**DATA SHOWN**
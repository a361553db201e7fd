//! # Libris Testkit
//!
//! Test utilities for Libris.
//!
//! This crate provides:
//! - Catalog fixtures and requester helpers
//! - Property-based test generators using proptest
//!
//! ## Usage
//!
//! ```rust,ignore
//! use libris_testkit::prelude::*;
//!
//! #[test]
//! fn finds_samples() {
//!     let catalog = sample_catalog();
//!     catalog.search(Field::Isbn, "9785678", &tester()).unwrap();
//! }
//! ```

#![deny(unsafe_code)]
#![warn(missing_docs)]

pub mod fixtures;
pub mod generators;

/// Prelude module for convenient imports
pub mod prelude {
    pub use crate::fixtures::*;
    pub use crate::generators::*;
    pub use libris_core::{Catalog, Field, Record, Requester, SearchComparison};
}

pub use fixtures::*;
pub use generators::*;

**THE PROBLEM**
Extract every line from the one with "pub mod fixtures;" down to the final line above, both included, exactly as written.

**TASK ANSWER**
pub mod fixtures;
pub mod generators;

/// Prelude module for convenient imports
pub mod prelude {
    pub use crate::fixtures::*;
    pub use crate::generators::*;
    pub use libris_core::{Catalog, Field, Record, Requester, SearchComparison};
}

pub use fixtures::*;
pub use generators::*;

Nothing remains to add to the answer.